#### Records supplied:

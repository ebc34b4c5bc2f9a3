use serde::{Deserialize, Serialize};

/// An identity token attached to a reference or hypothesis item.
///
/// `Unknown` is a placeholder for an unresolved identity. Each placeholder
/// carries its own instance id, so two placeholders are *not* equal under
/// `PartialEq`; only [`UnknownAwareMatcher`](crate::matching::matcher::UnknownAwareMatcher)
/// treats them as the same identity.
#[derive(Debug, Clone, PartialEq, Eq, Hash, Serialize, Deserialize)]
#[serde(rename_all = "snake_case")]
pub enum Label {
    /// A concrete identity
    Named(String),
    /// Unresolved identity placeholder
    Unknown(u64),
}

impl Label {
    pub fn named(s: impl Into<String>) -> Self {
        Self::Named(s.into())
    }

    #[must_use]
    pub fn unknown(id: u64) -> Self {
        Self::Unknown(id)
    }

    #[must_use]
    pub fn is_unknown(&self) -> bool {
        matches!(self, Self::Unknown(_))
    }
}

impl std::fmt::Display for Label {
    fn fmt(&self, f: &mut std::fmt::Formatter<'_>) -> std::fmt::Result {
        match self {
            Self::Named(name) => write!(f, "{name}"),
            Self::Unknown(id) => write!(f, "?{id}"),
        }
    }
}

impl From<&str> for Label {
    fn from(s: &str) -> Self {
        Self::Named(s.to_string())
    }
}

impl From<String> for Label {
    fn from(s: String) -> Self {
        Self::Named(s)
    }
}

/// Labels that may be the unknown placeholder.
pub trait MaybeUnknown {
    fn is_unknown(&self) -> bool;
}

impl MaybeUnknown for Label {
    fn is_unknown(&self) -> bool {
        Label::is_unknown(self)
    }
}

impl<T: MaybeUnknown + ?Sized> MaybeUnknown for &T {
    fn is_unknown(&self) -> bool {
        (**self).is_unknown()
    }
}

/// Hands out distinct `Unknown` placeholders.
///
/// Share one factory across the reference and hypothesis inputs of a
/// comparison so that no two placeholders collide.
#[derive(Debug, Default)]
pub struct UnknownFactory {
    next_id: u64,
}

impl UnknownFactory {
    #[must_use]
    pub fn new() -> Self {
        Self::default()
    }

    pub fn next_label(&mut self) -> Label {
        let label = Label::Unknown(self.next_id);
        self.next_id += 1;
        label
    }

    /// Number of placeholders created so far
    #[must_use]
    pub fn issued(&self) -> u64 {
        self.next_id
    }
}
// Copyright (c) 2025 Kirky.X
//
// Licensed under the MIT License
// See LICENSE file in the project root for full license information.

/// 配置模块
///
/// 加载发现与审计配置，支持环境变量覆盖
pub mod config;

/// 领域模块
///
/// 包含审计任务、用量统计、搜索提供方接口与发现引擎
pub mod domain;

/// 基础设施模块
///
/// 提供搜索提供方的 HTTP 实现与指标
pub mod infrastructure;

/// 工具模块
///
/// 提供通用的工具函数和辅助功能
pub mod utils;

/// 工作器模块
///
/// 外部审计进程的执行与并发编排
pub mod workers;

#### Task statement:
Your task is to set down all of the entries exactly as they appear.

#### Response:
repository ebc34b4c5bc2f9a3
use serde::{Deserialize, Serialize};

/// An identity token attached to a reference or hypothesis item.
///
/// `Unknown` is a placeholder for an unresolved identity. Each placeholder
/// carries its own instance id, so two placeholders are *not* equal under
/// `PartialEq`; only [`UnknownAwareMatcher`](crate::matching::matcher::UnknownAwareMatcher)
/// treats them as the same identity.
#[derive(Debug, Clone, PartialEq, Eq, Hash, Serialize, Deserialize)]
#[serde(rename_all = "snake_case")]
pub enum Label {
    /// A concrete identity
    Named(String),
    /// Unresolved identity placeholder
    Unknown(u64),
}

impl Label {
    pub fn named(s: impl Into<String>) -> Self {
        Self::Named(s.into())
    }

    #[must_use]
    pub fn unknown(id: u64) -> Self {
        Self::Unknown(id)
    }

    #[must_use]
    pub fn is_unknown(&self) -> bool {
        matches!(self, Self::Unknown(_))
    }
}

impl std::fmt::Display for Label {
    fn fmt(&self, f: &mut std::fmt::Formatter<'_>) -> std::fmt::Result {
        match self {
            Self::Named(name) => write!(f, "{name}"),
            Self::Unknown(id) => write!(f, "?{id}"),
        }
    }
}

impl From<&str> for Label {
    fn from(s: &str) -> Self {
        Self::Named(s.to_string())
    }
}

impl From<String> for Label {
    fn from(s: String) -> Self {
        Self::Named(s)
    }
}

/// Labels that may be the unknown placeholder.
pub trait MaybeUnknown {
    fn is_unknown(&self) -> bool;
}

impl MaybeUnknown for Label {
    fn is_unknown(&self) -> bool {
        Label::is_unknown(self)
    }
}

impl<T: MaybeUnknown + ?Sized> MaybeUnknown for &T {
    fn is_unknown(&self) -> bool {
        (**self).is_unknown()
    }
}

/// Hands out distinct `Unknown` placeholders.
///
/// Share one factory across the reference and hypothesis inputs of a
/// comparison so that no two placeholders collide.
#[derive(Debug, Default)]
pub struct UnknownFactory {
    next_id: u64,
}

impl UnknownFactory {
    #[must_use]
    pub fn new() -> Self {
        Self::default()
    }

    pub fn next_label(&mut self) -> Label {
        let label = Label::Unknown(self.next_id);
        self.next_id += 1;
        label
    }

    /// Number of placeholders created so far
    #[must_use]
    pub fn issued(&self) -> u64 {
        self.next_id
    }
}
// Copyright (c) 2025 Kirky.X
//
// Licensed under the MIT License
// See LICENSE file in the project root for full license information.

/// 配置模块
///
/// 加载发现与审计配置，支持环境变量覆盖
pub mod config;

/// 领域模块
///
/// 包含审计任务、用量统计、搜索提供方接口与发现引擎
pub mod domain;

/// 基础设施模块
///
/// 提供搜索提供方的 HTTP 实现与指标
pub mod infrastructure;

/// 工具模块
///
/// 提供通用的工具函数和辅助功能
pub mod utils;

/// 工作器模块
///
/// 外部审计进程的执行与并发编排
pub mod workers;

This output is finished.